A fault detection and rollback method of an embedded microprocessor dual-mode redundant pipeline implemented by the present invention detects the fault of the pipeline unit through comparison logic in the embedded microprocessor, enables pipeline rollback, and can shield SEU, SET and Multi-bit error MBU faults caused by single events can improve the reliability of microprocessor applications in harsh environments such as space.

Description of drawings

Fig. 1 is a fault detection and rollback structural diagram of a dual-mode redundant structure according to the present invention;

Figure 2 is a comparison structure diagram of ME segment and WR;

Figure 3 is a structural diagram of pipeline rollback;

Figure 4 is a timing diagram of pipeline rollback.

Detailed ways

This embodiment describes the specific implementation manner of the present invention in conjunction with an embedded microprocessor of SPARC V8 architecture. The embedded microprocessor of the SPARC V8 architecture adopts a 32-bit RISC architecture, and its pipeline unit is a classic five-stage pipeline, and each pipeline stage of the pipeline performs data interaction with the instruction cache, data cache and register file.

The pipeline unit of the LEON2 processor includes five combinatorial logic units of instruction fetch (IF), decode (ID), execution (EX), memory access (ME), and write back (WR), as well as five logic units set between each pipeline stage. Group interlevel registers IF, IF/ID, ID/EX, EX/ME, ME/WR. When a single event bombards the combinational logic part of the pipeline, glitches may be latched by the inter-stage registers and cause SET failures. When bombarding the inter-stage registers, it will directly cause SEU or MBU faults in the registers. The inter-stage registers store the key information generated by the combinational logic and transmit it between the stages. The inter-stage registers that store error information will lead to wrong execution results, and the wrong results will be written into the data memory or register file in the ME or WR segment. At the same time May cause execution of wrong instruction stream.

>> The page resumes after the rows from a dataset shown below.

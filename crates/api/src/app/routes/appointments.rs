use std::sync::Arc;

use axum::{
    Extension, Json, Router,
    extract::{Path, Query},
    http::StatusCode,
    routing::{get, post},
};
use chrono::Utc;
use serde_json::Value;

use salonbook_appointments::{AppointmentDraft, AppointmentPatch};
use salonbook_infra::workflows::{self, booking, checkout};

use crate::app::dto::{self, CancelRequest, JsonBody, OptionalJsonBody, QueryPairs};
use crate::app::errors::ApiResult;
use crate::app::routes::common;
use crate::app::services::AppServices;
use crate::authz;
use crate::context::{OwnerContext, PrincipalContext};

const RESOURCE: &str = "appointments";

pub fn router() -> Router {
    Router::new()
        .route("/", get(list_appointments).post(create_appointment))
        .route(
            "/:id",
            get(get_appointment).patch(update_appointment).delete(delete_appointment),
        )
        .route("/:id/complete", post(complete_appointment))
        .route("/:id/cancel", post(cancel_appointment))
        .route("/:id/no-show", post(mark_no_show))
}

pub async fn list_appointments(
    Extension(services): Extension<Arc<AppServices>>,
    Extension(owner): Extension<OwnerContext>,
    Extension(principal): Extension<PrincipalContext>,
    Query(pairs): Query<QueryPairs>,
) -> ApiResult<Json<Value>> {
    authz::require_read(&owner, &principal, RESOURCE)?;
    common::list_records(&services, owner.owner_id(), services.stores.appointments.as_ref(), &pairs).await
}

pub async fn get_appointment(
    Extension(services): Extension<Arc<AppServices>>,
    Extension(owner): Extension<OwnerContext>,
    Extension(principal): Extension<PrincipalContext>,
    Path(id): Path<String>,
) -> ApiResult<Json<Value>> {
    authz::require_read(&owner, &principal, RESOURCE)?;
    let id = dto::parse_id(&id)?;
    common::get_record(&services, owner.owner_id(), services.stores.appointments.as_ref(), id).await
}

/// Book: resolves services, checks the customer/staff references and the
/// staff member's calendar (409 on overlap).
pub async fn create_appointment(
    Extension(services): Extension<Arc<AppServices>>,
    Extension(owner): Extension<OwnerContext>,
    Extension(principal): Extension<PrincipalContext>,
    JsonBody(body): JsonBody<AppointmentDraft>,
) -> ApiResult<(StatusCode, Json<Value>)> {
    authz::require_write(&owner, &principal, RESOURCE)?;
    let appt = workflows::book_appointment(&services.stores, owner.owner_id(), body, Utc::now()).await?;
    services.invalidate(owner.owner_id(), booking::TOUCHES);
    common::created(&appt)
}

pub async fn update_appointment(
    Extension(services): Extension<Arc<AppServices>>,
    Extension(owner): Extension<OwnerContext>,
    Extension(principal): Extension<PrincipalContext>,
    Path(id): Path<String>,
    JsonBody(body): JsonBody<AppointmentPatch>,
) -> ApiResult<Json<Value>> {
    authz::require_write(&owner, &principal, RESOURCE)?;
    let id = dto::parse_id(&id)?;
    let appt = workflows::reschedule_appointment(&services.stores, owner.owner_id(), id, body, Utc::now()).await?;
    services.invalidate(owner.owner_id(), booking::TOUCHES);
    common::ok(&appt)
}

pub async fn delete_appointment(
    Extension(services): Extension<Arc<AppServices>>,
    Extension(owner): Extension<OwnerContext>,
    Extension(principal): Extension<PrincipalContext>,
    Path(id): Path<String>,
) -> ApiResult<StatusCode> {
    authz::require_write(&owner, &principal, RESOURCE)?;
    let id = dto::parse_id(&id)?;
    common::delete_record(&services, owner.owner_id(), services.stores.appointments.as_ref(), id).await
}

/// Checkout: voucher, completion, income, customer stats and points in one go.
pub async fn complete_appointment(
    Extension(services): Extension<Arc<AppServices>>,
    Extension(owner): Extension<OwnerContext>,
    Extension(principal): Extension<PrincipalContext>,
    Path(id): Path<String>,
) -> ApiResult<Json<Value>> {
    authz::require_write(&owner, &principal, RESOURCE)?;
    let id = dto::parse_id(&id)?;
    let receipt = workflows::complete_appointment(&services.stores, owner.owner_id(), id, Utc::now()).await?;
    services.invalidate(owner.owner_id(), checkout::TOUCHES);
    common::ok(&receipt)
}

pub async fn cancel_appointment(
    Extension(services): Extension<Arc<AppServices>>,
    Extension(owner): Extension<OwnerContext>,
    Extension(principal): Extension<PrincipalContext>,
    Path(id): Path<String>,
    OptionalJsonBody(body): OptionalJsonBody<CancelRequest>,
) -> ApiResult<Json<Value>> {
    authz::require_write(&owner, &principal, RESOURCE)?;
    let id = dto::parse_id(&id)?;
    let reason = body.reason;
    let repo = services.stores.appointments.as_ref();
    let mut appt = repo.require(owner.owner_id(), id).await?;
    appt.cancel(reason, Utc::now())?;
    common::update_record(&services, repo, appt).await
}

pub async fn mark_no_show(
    Extension(services): Extension<Arc<AppServices>>,
    Extension(owner): Extension<OwnerContext>,
    Extension(principal): Extension<PrincipalContext>,
    Path(id): Path<String>,
) -> ApiResult<Json<Value>> {
    authz::require_write(&owner, &principal, RESOURCE)?;
    let id = dto::parse_id(&id)?;
    let repo = services.stores.appointments.as_ref();
    let mut appt = repo.require(owner.owner_id(), id).await?;
    appt.mark_no_show(Utc::now())?;
    common::update_record(&services, repo, appt).await
}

In order to effectively deal with the single event soft error caused by radiation, especially the MBU problem, comprehensively consider the time and space overhead of each scheme, based on the idea of hardware redundancy, adopt a pipeline-level dual-mode redundant structure with less resource overhead, and execute in parallel For the same instruction flow, a comparator is set at the port where the pipeline unit interacts with other parts of the processor to compare the interactive information given by each pipeline stage of the two pipelines to detect whether a single event failure occurs in the pipeline unit. The unit is bombarded by a single particle and the pipeline fails. If the faulty pipeline can be located according to the error information given by the self-check, the pipeline recovery mechanism is enabled in the current cycle, and the execution status of the correct pipeline is copied to the wrong pipeline. The current operation is re-executed in the clock cycle, and the single event fault is fault-tolerant. If the self-checking fails to locate the faulty pipeline, the two pipelines will continue to execute. When the execution results are about to flow out of the pipeline, the execution results are compared. If the comparison results are the same Then the pipeline is rolled back, the instructions in the pipeline are canceled, and the execution results of the canceled instructions will be invalidated and will not flow out of the pipeline unit.

In the traditional redundant backup structure, such as register-level triple-mode redundancy and pipeline-level dual-mode redundancy, the comparator will compare all signals of inter-stage registers to determine whether the pipeline unit is faulty. However, through the analysis of the SPARC V8 architecture, it is found that not all inter-stage registers are useful for each instruction, such as assembly instructions add r1, r2, r3, the values of registers r1 and r2 are added and stored in r3, and the pipeline Y (multiplication/division), tt (trap), icc (condition code) inter-level registers are not used during operation, and if the values of these inter-level registers happen to be useless to the current instruction and will not cause the final result to fail. If an error occurs, it will cause a false positive. Therefore, through the analysis of the functions of each pipeline stage of the pipeline, the instruction fetch segment needs to fetch instructions from the instruction memory according to the instruction address, the decoding segment needs to obtain operands from the register file, and both the execution segment and the memory access segment will interact with the instruction memory. information, the write-back section will write the execution result into the register file, the present invention adopts a comparison scheme that ignores useless information in the pipeline-level dual-mode redundancy, and only compares the information that the pipeline will interact with the processor components, and will It will significantly reduce the number of errors reported. The comparison logic can be divided into the following two types: (1) input information comparison logic to avoid common mode errors in the pipeline; (2) output information comparison logic to prevent erroneous data from flowing out of the pipeline, as shown in Figure 2.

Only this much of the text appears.